**Work task**
Each line of the data should be transcribed exactly as given.

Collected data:
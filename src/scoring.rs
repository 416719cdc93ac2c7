//! Points for a single guess.

use crate::technique::{dedup_techniques, Technique};
use std::time::Duration;

#[derive(Debug, Clone)]
pub struct ScoringRules {
    pub points_per_correct: u32,
    /// Awarded when every correct technique was found and nothing else was guessed
    pub perfect_bonus: u32,
    pub max_speed_bonus: u32,
    pub penalty_per_wrong: u32,
}

impl Default for ScoringRules {
    fn default() -> Self {
        Self {
            points_per_correct: 10,
            perfect_bonus: 20,
            max_speed_bonus: 10,
            penalty_per_wrong: 5,
        }
    }
}

/// Score a guess against the correct techniques.
///
/// `time_remaining` is how much of the guessing window was left when the
/// guess came in; the speed bonus scales linearly with it.
pub fn calculate_score(
    guess: &[Technique],
    correct: &[Technique],
    time_remaining: Duration,
    total_time: Duration,
    rules: &ScoringRules,
) -> u32 {
    let guess = dedup_techniques(guess);

    let correct_count = guess.iter().filter(|t| correct.contains(t)).count() as u32;
    let wrong_count = guess.len() as u32 - correct_count;

    let mut score = correct_count * rules.points_per_correct;

    let distinct_correct = dedup_techniques(correct).len() as u32;
    if correct_count == distinct_correct && wrong_count == 0 {
        score += rules.perfect_bonus;
    }

    score += speed_bonus(time_remaining, total_time, rules.max_speed_bonus);

    score.saturating_sub(wrong_count * rules.penalty_per_wrong)
}

fn speed_bonus(time_remaining: Duration, total_time: Duration, max_bonus: u32) -> u32 {
    if total_time.is_zero() {
        return 0;
    }
    let ratio = (time_remaining.as_secs_f64() / total_time.as_secs_f64()).clamp(0.0, 1.0);
    (ratio * f64::from(max_bonus)).floor() as u32
}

**Exercise answer**
filename src/scoring.rs
repository 416719cdc93ac2c7
//! Points for a single guess.

use crate::technique::{dedup_techniques, Technique};
use std::time::Duration;

#[derive(Debug, Clone)]
pub struct ScoringRules {
    pub points_per_correct: u32,
    /// Awarded when every correct technique was found and nothing else was guessed
    pub perfect_bonus: u32,
    pub max_speed_bonus: u32,
    pub penalty_per_wrong: u32,
}

impl Default for ScoringRules {
    fn default() -> Self {
        Self {
            points_per_correct: 10,
            perfect_bonus: 20,
            max_speed_bonus: 10,
            penalty_per_wrong: 5,
        }
    }
}

/// Score a guess against the correct techniques.
///
/// `time_remaining` is how much of the guessing window was left when the
/// guess came in; the speed bonus scales linearly with it.
pub fn calculate_score(
    guess: &[Technique],
    correct: &[Technique],
    time_remaining: Duration,
    total_time: Duration,
    rules: &ScoringRules,
) -> u32 {
    let guess = dedup_techniques(guess);

    let correct_count = guess.iter().filter(|t| correct.contains(t)).count() as u32;
    let wrong_count = guess.len() as u32 - correct_count;

    let mut score = correct_count * rules.points_per_correct;

    let distinct_correct = dedup_techniques(correct).len() as u32;
    if correct_count == distinct_correct && wrong_count == 0 {
        score += rules.perfect_bonus;
    }

    score += speed_bonus(time_remaining, total_time, rules.max_speed_bonus);

    score.saturating_sub(wrong_count * rules.penalty_per_wrong)
}

fn speed_bonus(time_remaining: Duration, total_time: Duration, max_bonus: u32) -> u32 {
    if total_time.is_zero() {
        return 0;
    }
    let ratio = (time_remaining.as_secs_f64() / total_time.as_secs_f64()).clamp(0.0, 1.0);
    (ratio * f64::from(max_bonus)).floor() as u32
}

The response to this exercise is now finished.